# Dealing with two sport dogs in the home and on the training field



## Tennessee (Apr 13, 2017)

Hey guys and gals, so I've got a 5ish month WLGSD im training in Schutzhund with a trainer but I'm looking to add a male Dutchie to our home also for the same purpose. Family, sport, pp dog. This should happen when the GSD is about 1 years old. 

I'm looking for any advice, hints, tools, tricks, strategies etc etc y'all use to effectively bond, train, and live with two working type dogs. 

Any advice or personal stories are totally welcome. 

Thanks


----------



## car2ner (Apr 9, 2014)

Crate and rotate during training. Having both dogs out at the same time while working on a skill really muddies up the process. On the other hand, working with one dog outside with the other in the house, really motivates the 2nd dog to get busy after I swap them. 

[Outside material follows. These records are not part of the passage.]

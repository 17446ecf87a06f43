//! Constants
//!
//! Centralized constants for layout, storage and table defaults.

/// Application directory name under the platform config/data dirs
pub const APP_DIR_NAME: &str = "dealdesk";

/// Config file name inside the config directory
pub const CONFIG_FILE: &str = "config.toml";

/// Log file prefix for the rolling file appender
pub const LOG_FILE_PREFIX: &str = "dealdesk.log";

/// Default tracing filter when `RUST_LOG` is unset
pub const DEFAULT_LOG_FILTER: &str = "info";

/// Row identifier field used when a table does not override it
pub const DEFAULT_ID_KEY: &str = "id";

/// Default window dimensions
pub const DEFAULT_WINDOW_WIDTH: f32 = 1280.0;
pub const DEFAULT_WINDOW_HEIGHT: f32 = 860.0;

/// Table layout
pub const TABLE_ROW_HEIGHT: f32 = 36.0;
pub const TABLE_HEADER_HEIGHT: f32 = 40.0;
pub const EDITABLE_ROW_HEIGHT: f32 = 48.0;
pub const CHECKBOX_COLUMN_WIDTH: f32 = 48.0;
pub const DELETE_COLUMN_WIDTH: f32 = 48.0;
pub const FLEX_COLUMN_MIN_WIDTH: f32 = 100.0;

/// Opacity applied to blank rows in editable tables
pub const BLANK_ROW_OPACITY: f32 = 0.6;

/// Notice feed capacity
pub const NOTICE_CAPACITY: usize = 200;

/// Notices shown in the bottom panel
pub const NOTICE_PANEL_VISIBLE: usize = 20;
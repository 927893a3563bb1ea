pub mod catalog;
pub mod request;
pub mod state;
pub mod styles;
pub mod tasks;
pub mod ui;
pub mod view;

use eframe::App as EApp;
use std::sync::{Arc, Mutex};

pub use catalog::{Category, Selection, CATALOG};
pub use request::{RequestLane, RequestState, RequestToken};
pub use state::{ApiStatus, App};
pub use tasks::Dispatcher;
pub use view::{NavigationHistory, Page, Tab, ViewState};

/// Thread-safe wrapper around App for use with eframe
pub struct AppWrapper {
    pub app: Arc<Mutex<App>>,
    pub dispatcher: Dispatcher,
}

impl AppWrapper {
    /// Wrap the shared state and kick off the API health probe.
    pub fn new(dispatcher: Dispatcher) -> Self {
        dispatcher.check_health();
        Self {
            app: Arc::clone(dispatcher.app()),
            dispatcher,
        }
    }
}

impl EApp for AppWrapper {
    fn update(&mut self, ctx: &egui::Context, _frame: &mut eframe::Frame) {
        if let Ok(mut app) = self.app.lock() {
            ui::draw_ui(&mut app, ctx, &self.dispatcher);
        } else {
            log::error!("Failed to acquire app lock in update");
        }
    }
}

Also I suggest waiting until your Shepherd is pretty close to behaving the way you like. Your new dog will use your first dog as a role model.


----------



## Steve Strom (Oct 26, 2013)

Tennessee said:


> Hey guys and gals, so I've got a 5ish month WLGSD im training in Schutzhund with a trainer but I'm looking to add a male Dutchie to our home also for the same purpose. Family, sport, pp dog. This should happen when the GSD is about 1 years old.
> 
> I'm looking for any advice, hints, tools, tricks, strategies etc etc y'all use to effectively bond, train, and live with two working type dogs.
> 
> ...


I think that unless you've got a fair amount of experience you didn't mention, training wise, your going to overwhelm yourself trying to work two young dogs. I'd wait till you've gotten where you want to with the shepherd before adding another dog.


----------



## Muskeg (Jun 15, 2012)

I'd also recommend waiting until the shepherd is fully adult and trained- around 3 years old. It's really hard to actually and productively work two dogs at once, particularly when with the Dutchie you are really going to want to build a solid foundation those first 6-8 months or so. 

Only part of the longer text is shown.